Looking back on 55 years of teaching at UCF, Professor Emeritus Robert Bledsoe has one secret to success: prioritizing the needs of students.
That is the lasting legacy of one of UCF’s original founders, who literally helped name the streets that ring UCF’s main campus. UCF celebrates its 60th anniversary this year — and Bledsoe has been here for the majority of those years. Bledsoe opened the former Department of History and Political Science in 1968 at what was then Florida Technological University (FTU).
Fifty-five years later, the groundwork laid by Bledsoe has evolved into a world-recognized School of Politics, Security, and International Affairs. And over the decades Bledsoe has picked up seven college and university teaching and advising awards as he took on administrative roles including department chair.
Bledsoe prefers to measure his success, though, in the thousands of thriving careers he’s helped nurture across the decades. Countless students have crossed his classroom to soak up his expertise in areas including international law, environmental law, space law, world political geography and global perspectives.
“My legacy is my students who have graduated,” he says. “As long as they’re better at the end than they were at the beginning, then I think that we’ve accomplished something.”
While today’s UCF looks nothing like its origins, the vision of Bledsoe and early founders remains unchanged: “Emphasizing the individual is how you optimize the learning experience.”
Forging the Foundation for a University of the Future
Bledsoe’s story began at UCF’s inception. Back in the mid ’60s, Bledsoe was a doctoral candidate at the University of Florida and decided to apply to a brand-new university in Orlando — Florida Technological University. He jumped on the opportunity to support a new institution.
When he arrived at FTU in 1968, it was primarily a small, commuter college. When Bledsoe gathered with a small group in a parking lot to form the first Student Government Association, the cops showed up thinking they were up to no good. Needless to say, UCF has significantly changed into a busy college town with plenty to do.
Bledsoe was tasked with creating a new political science major that would serve students interested in going to law school. At age 28 and still finishing his Ph.D., he found himself writing the original course catalog and ordering the first library books for the political science major. He also juggled teaching 20 courses and independent studies.

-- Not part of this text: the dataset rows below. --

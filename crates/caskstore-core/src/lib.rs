//! CaskStore Core: an embedded log-structured key-value engine
//!
//! Values live in append-only segment files; an in-memory index maps every
//! key to the location of its latest record, so a lookup is one hash access
//! plus one positioned read.
//!
//! # Architecture
//!
//! - **Segments**: framed, checksummed records; one active segment takes
//!   appends and rolls over to a new one at a size threshold
//! - **Index**: key to (segment, serial, offset, size), rebuilt on open
//!   from hint files or by scanning segments
//! - **Merge**: rewrites archive segments keeping only live records, while
//!   writes continue against the active segment
//! - **Recovery**: a merge manifest lets an interrupted merge finish on the
//!   next open
//!
//! Keys and values are plain bytes here. Typed access and change
//! subscriptions live in the `caskstore-typed` crate.

pub mod compaction;
pub mod config;
pub mod engine;
pub mod error;
pub mod format;
pub mod hint;
pub mod index;
pub mod platform_durability;
pub mod recovery;
pub mod segment;
pub mod value;

// Re-export key types for convenience
pub use compaction::MergeStats;
pub use config::Config;
pub use engine::{CaskStore, Change, ChangeHook, ChangeKind, Iter};
pub use error::{CaskError, CaskResult};
pub use format::KeyInfo;
pub use value::{ValueHandle, MEMORIZE_THRESHOLD};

Bledsoe thrived on having the freedom to invent things and lay the groundwork for a new department at a new university: “When FTU opened its doors, we had no tradition. So we invented it. There weren’t any rules, so we had a lot of freedom to fly by the seat of our pants.”
Those early years were focused on serving his students’ needs, regardless of how much he had on his plate. His “can do” attitude stayed with him throughout the years as he took on new roles at UCF.

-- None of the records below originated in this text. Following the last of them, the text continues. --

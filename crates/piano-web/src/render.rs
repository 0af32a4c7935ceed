use glam::Mat4;
use web_sys as web;
use wgpu::util::DeviceExt;

// ===================== WebGPU state =====================

#[repr(C)]
#[derive(Copy, Clone, bytemuck::Pod, bytemuck::Zeroable)]
struct Vertex {
    pos: [f32; 3],
    normal: [f32; 3],
}

/// One scene node: translation, per-axis half extents, base color.
#[repr(C)]
#[derive(Copy, Clone, bytemuck::Pod, bytemuck::Zeroable)]
pub struct Instance {
    pub translate: [f32; 4],
    pub scale: [f32; 4],
    pub color: [f32; 4],
}

#[repr(C)]
#[derive(Copy, Clone, bytemuck::Pod, bytemuck::Zeroable)]
struct SceneUniforms {
    view_proj: [[f32; 4]; 4],
    light_dir: [f32; 4],
}

const V: f32 = 1.0;

// Unit cube, 4 vertices per face so normals stay flat.
#[rustfmt::skip]
const CUBE_VERTICES: [Vertex; 24] = [
    // +Y (top)
    Vertex { pos: [-V,  V, -V], normal: [0.0, 1.0, 0.0] },
    Vertex { pos: [ V,  V, -V], normal: [0.0, 1.0, 0.0] },
    Vertex { pos: [ V,  V,  V], normal: [0.0, 1.0, 0.0] },
    Vertex { pos: [-V,  V,  V], normal: [0.0, 1.0, 0.0] },
    // -Y (bottom)
    Vertex { pos: [-V, -V,  V], normal: [0.0, -1.0, 0.0] },
    Vertex { pos: [ V, -V,  V], normal: [0.0, -1.0, 0.0] },
    Vertex { pos: [ V, -V, -V], normal: [0.0, -1.0, 0.0] },
    Vertex { pos: [-V, -V, -V], normal: [0.0, -1.0, 0.0] },
    // +Z (front)
    Vertex { pos: [-V, -V,  V], normal: [0.0, 0.0, 1.0] },
    Vertex { pos: [ V, -V,  V], normal: [0.0, 0.0, 1.0] },
    Vertex { pos: [ V,  V,  V], normal: [0.0, 0.0, 1.0] },
    Vertex { pos: [-V,  V,  V], normal: [0.0, 0.0, 1.0] },
    // -Z (back)
    Vertex { pos: [ V, -V, -V], normal: [0.0, 0.0, -1.0] },
    Vertex { pos: [-V, -V, -V], normal: [0.0, 0.0, -1.0] },
    Vertex { pos: [-V,  V, -V], normal: [0.0, 0.0, -1.0] },
    Vertex { pos: [ V,  V, -V], normal: [0.0, 0.0, -1.0] },
    // +X (right)
    Vertex { pos: [ V, -V,  V], normal: [1.0, 0.0, 0.0] },
    Vertex { pos: [ V, -V, -V], normal: [1.0, 0.0, 0.0] },
    Vertex { pos: [ V,  V, -V], normal: [1.0, 0.0, 0.0] },
    Vertex { pos: [ V,  V,  V], normal: [1.0, 0.0, 0.0] },
    // -X (left)
    Vertex { pos: [-V, -V, -V], normal: [-1.0, 0.0, 0.0] },
    Vertex { pos: [-V, -V,  V], normal: [-1.0, 0.0, 0.0] },
    Vertex { pos: [-V,  V,  V], normal: [-1.0, 0.0, 0.0] },
    Vertex { pos: [-V,  V, -V], normal: [-1.0, 0.0, 0.0] },
];

#[rustfmt::skip]
const CUBE_INDICES: [u16; 36] = [
     0,  1,  2,  0,  2,  3,
     4,  5,  6,  4,  6,  7,
     8,  9, 10,  8, 10, 11,
    12, 13, 14, 12, 14, 15,
    16, 17, 18, 16, 18, 19,
    20, 21, 22, 20, 22, 23,
];

const DEPTH_FORMAT: wgpu::TextureFormat = wgpu::TextureFormat::Depth24Plus;
const LIGHT_DIR: [f32; 4] = [-0.35, -1.0, -0.45, 0.0];

pub struct GpuState<'a> {
    surface: wgpu::Surface<'a>,
    device: wgpu::Device,
    queue: wgpu::Queue,
    config: wgpu::SurfaceConfiguration,
    pipeline: wgpu::RenderPipeline,
    uniform_buffer: wgpu::Buffer,
    bind_group: wgpu::BindGroup,
    vertex_buffer: wgpu::Buffer,
    index_buffer: wgpu::Buffer,
    instance_buffer: wgpu::Buffer,
    instance_capacity: usize,
    depth_view: wgpu::TextureView,
    width: u32,
    height: u32,
    clear_color: wgpu::Color,
}

impl<'a> GpuState<'a> {
    pub async fn new(canvas: &'a web::HtmlCanvasElement) -> anyhow::Result<Self> {
        let width = canvas.width();
        let height = canvas.height();

        let instance = wgpu::Instance::default();
        let surface = instance.create_surface(wgpu::SurfaceTarget::Canvas(canvas.clone()))?;
        let adapter = instance
            .request_adapter(&wgpu::RequestAdapterOptions {
                power_preference: wgpu::PowerPreference::HighPerformance,
                compatible_surface: Some(&surface),
                force_fallback_adapter: false,
            })
            .await
            .ok_or_else(|| anyhow::anyhow!("No WebGPU adapter"))?;
        let (device, queue) = adapter
            .request_device(
                &wgpu::DeviceDescriptor {
                    required_features: wgpu::Features::empty(),
                    required_limits: wgpu::Limits::default(),
                    memory_hints: wgpu::MemoryHints::Performance,
                    label: None,
                },
                None,
            )
            .await
            .map_err(|e| anyhow::anyhow!(format!("request_device error: {:?}", e)))?;
        let caps = surface.get_capabilities(&adapter);
        let format = caps
            .formats
            .iter()
            .copied()
            .find(|f| {
                matches!(
                    f,
                    wgpu::TextureFormat::Bgra8UnormSrgb | wgpu::TextureFormat::Rgba8UnormSrgb
                )
            })
            .unwrap_or(caps.formats[0]);
        let config = wgpu::SurfaceConfiguration {
            usage: wgpu::TextureUsages::RENDER_ATTACHMENT,
            format,
            width,
            height,
            present_mode: wgpu::PresentMode::Fifo,
            alpha_mode: caps.alpha_modes[0],
            view_formats: vec![],
            desired_maximum_frame_latency: 2,
        };
        surface.configure(&device, &config);

        let shader = device.create_shader_module(wgpu::ShaderModuleDescriptor {
            label: Some("piano_shader"),
            source: wgpu::ShaderSource::Wgsl(piano_core::PIANO_WGSL.into()),
        });

        let bgl = device.create_bind_group_layout(&wgpu::BindGroupLayoutDescriptor {
            label: Some("scene_bgl"),
            entries: &[wgpu::BindGroupLayoutEntry {
                binding: 0,
                visibility: wgpu::ShaderStages::VERTEX_FRAGMENT,
                ty: wgpu::BindingType::Buffer {
                    ty: wgpu::BufferBindingType::Uniform,
                    has_dynamic_offset: false,
                    min_binding_size: None,
                },
                count: None,
            }],
        });
        let pl = device.create_pipeline_layout(&wgpu::PipelineLayoutDescriptor {
            label: Some("scene_pl"),
            bind_group_layouts: &[&bgl],
            push_constant_ranges: &[],
        });
        let pipeline = device.create_render_pipeline(&wgpu::RenderPipelineDescriptor {
            label: Some("scene_pipeline"),
            layout: Some(&pl),
            vertex: wgpu::VertexState {
                module: &shader,
                entry_point: Some("vs_main"),
                buffers: &[
                    wgpu::VertexBufferLayout {
                        array_stride: std::mem::size_of::<Vertex>() as u64,
                        step_mode: wgpu::VertexStepMode::Vertex,
                        attributes: &wgpu::vertex_attr_array![0 => Float32x3, 1 => Float32x3],
                    },
                    wgpu::VertexBufferLayout {
                        array_stride: std::mem::size_of::<Instance>() as u64,
                        step_mode: wgpu::VertexStepMode::Instance,
                        attributes: &wgpu::vertex_attr_array![2 => Float32x4, 3 => Float32x4, 4 => Float32x4],
                    },
                ],
                compilation_options: wgpu::PipelineCompilationOptions::default(),
            },
            primitive: wgpu::PrimitiveState {
                cull_mode: Some(wgpu::Face::Back),
                ..Default::default()
            },
            depth_stencil: Some(wgpu::DepthStencilState {
                format: DEPTH_FORMAT,
                depth_write_enabled: true,
                depth_compare: wgpu::CompareFunction::Less,
                stencil: wgpu::StencilState::default(),
                bias: wgpu::DepthBiasState::default(),
            }),
            multisample: wgpu::MultisampleState::default(),
            fragment: Some(wgpu::FragmentState {
                module: &shader,
                entry_point: Some("fs_main"),
                targets: &[Some(wgpu::ColorTargetState {
                    format,
                    blend: Some(wgpu::BlendState::REPLACE),
                    write_mask: wgpu::ColorWrites::ALL,
                })],
                compilation_options: wgpu::PipelineCompilationOptions::default(),
            }),
            cache: None,
            multiview: None,
        });

        let uniform_buffer = device.create_buffer(&wgpu::BufferDescriptor {
            label: Some("scene_uniforms"),
            size: std::mem::size_of::<SceneUniforms>() as u64,
            usage: wgpu::BufferUsages::UNIFORM | wgpu::BufferUsages::COPY_DST,
            mapped_at_creation: false,
        });
        let bind_group = device.create_bind_group(&wgpu::BindGroupDescriptor {
            label: Some("scene_bg"),
            layout: &bgl,
            entries: &[wgpu::BindGroupEntry {
                binding: 0,
                resource: uniform_buffer.as_entire_binding(),
            }],
        });

        let vertex_buffer = device.create_buffer_init(&wgpu::util::BufferInitDescriptor {
            label: Some("cube_vertices"),
            contents: bytemuck::cast_slice(&CUBE_VERTICES),
            usage: wgpu::BufferUsages::VERTEX,
        });
        let index_buffer = device.create_buffer_init(&wgpu::util::BufferInitDescriptor {
            label: Some("cube_indices"),
            contents: bytemuck::cast_slice(&CUBE_INDICES),
            usage: wgpu::BufferUsages::INDEX,
        });

        let instance_capacity = 64;
        let instance_buffer = create_instance_buffer(&device, instance_capacity);
        let depth_view = create_depth_view(&device, width, height);

        Ok(Self {
            surface,
            device,
            queue,
            config,
            pipeline,
            uniform_buffer,
            bind_group,
            vertex_buffer,
            index_buffer,
            instance_buffer,
            instance_capacity,
            depth_view,
            width,
            height,
            clear_color: wgpu::Color {
                r: 0.015,
                g: 0.015,
                b: 0.03,
                a: 1.0,
            },
        })
    }

    pub fn resize_if_needed(&mut self, width: u32, height: u32) {
        if width == 0 || height == 0 || (width == self.width && height == self.height) {
            return;
        }
        self.width = width;
        self.height = height;
        self.config.width = width;
        self.config.height = height;
        self.surface.configure(&self.device, &self.config);
        self.depth_view = create_depth_view(&self.device, width, height);
    }

    pub fn render(&mut self, instances: &[Instance], view_proj: Mat4) -> anyhow::Result<()> {
        if instances.len() > self.instance_capacity {
            self.instance_capacity = instances.len().next_power_of_two();
            self.instance_buffer = create_instance_buffer(&self.device, self.instance_capacity);
        }
        self.queue
            .write_buffer(&self.instance_buffer, 0, bytemuck::cast_slice(instances));
        let uniforms = SceneUniforms {
            view_proj: view_proj.to_cols_array_2d(),
            light_dir: LIGHT_DIR,
        };
        self.queue
            .write_buffer(&self.uniform_buffer, 0, bytemuck::bytes_of(&uniforms));

        let frame = self
            .surface
            .get_current_texture()
            .map_err(|e| anyhow::anyhow!("surface error: {:?}", e))?;
        let view = frame
            .texture
            .create_view(&wgpu::TextureViewDescriptor::default());
        let mut encoder = self
            .device
            .create_command_encoder(&wgpu::CommandEncoderDescriptor {
                label: Some("scene_encoder"),
            });
        {
            let mut pass = encoder.begin_render_pass(&wgpu::RenderPassDescriptor {
                label: Some("scene_pass"),
                color_attachments: &[Some(wgpu::RenderPassColorAttachment {
                    view: &view,
                    resolve_target: None,
                    ops: wgpu::Operations {
                        load: wgpu::LoadOp::Clear(self.clear_color),
                        store: wgpu::StoreOp::Store,
                    },
                })],
                depth_stencil_attachment: Some(wgpu::RenderPassDepthStencilAttachment {
                    view: &self.depth_view,
                    depth_ops: Some(wgpu::Operations {
                        load: wgpu::LoadOp::Clear(1.0),
                        store: wgpu::StoreOp::Store,
                    }),
                    stencil_ops: None,
                }),
                timestamp_writes: None,
                occlusion_query_set: None,
            });
            pass.set_pipeline(&self.pipeline);
            pass.set_bind_group(0, &self.bind_group, &[]);
            pass.set_vertex_buffer(0, self.vertex_buffer.slice(..));
            pass.set_vertex_buffer(1, self.instance_buffer.slice(..));
            pass.set_index_buffer(self.index_buffer.slice(..), wgpu::IndexFormat::Uint16);
            pass.draw_indexed(0..CUBE_INDICES.len() as u32, 0, 0..instances.len() as u32);
        }
        self.queue.submit(Some(encoder.finish()));
        frame.present();
        Ok(())
    }
}

fn create_instance_buffer(device: &wgpu::Device, capacity: usize) -> wgpu::Buffer {
    device.create_buffer(&wgpu::BufferDescriptor {
        label: Some("scene_instances"),
        size: (capacity * std::mem::size_of::<Instance>()) as u64,
        usage: wgpu::BufferUsages::VERTEX | wgpu::BufferUsages::COPY_DST,
        mapped_at_creation: false,
    })
}

fn create_depth_view(device: &wgpu::Device, width: u32, height: u32) -> wgpu::TextureView {
    let tex = device.create_texture(&wgpu::TextureDescriptor {
        label: Some("depth_tex"),
        size: wgpu::Extent3d {
            width: width.max(1),
            height: height.max(1),
            depth_or_array_layers: 1,
        },
        mip_level_count: 1,
        sample_count: 1,
        dimension: wgpu::TextureDimension::D2,
        format: DEPTH_FORMAT,
        usage: wgpu::TextureUsages::RENDER_ATTACHMENT,
        view_formats: &[],
    });
    tex.create_view(&wgpu::TextureViewDescriptor::default())
}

Occasionally he would field other job offers but UCF was home for Bledsoe and he never moved anywhere else. He shared UCF’s commitment to student success and, as the years passed, he enjoyed seeing the fruits of his hard work.
Looking Back on the Evolution of UCF — and Onto the Future
UCF and its neighboring communities are nearly unrecognizable compared to Bledsoe’s first impressions of FTU. But the pioneer spirit and scrappy attitude of the university’s early days has outlasted presidents, mascots and buildings.
“A lot of that initial legacy is still here,” Bledsoe says.
Today, the School of Politics, Security and International Affairs has over 1,200 students while UCF is the largest U.S. university by enrollment — and it wouldn’t be where it is today without Bledsoe. He is proud of what the school has become and the way it has expanded its reach to the international community.
At the end of the day, Bledsoe’s hope for UCF is that it continues serving the needs of students while empowering them with a lifelong love of learning. And even though he retires this month, his legacy will live on for years to come.
“Showing students that you care motivates them to achieve great things,” Bledsoe says.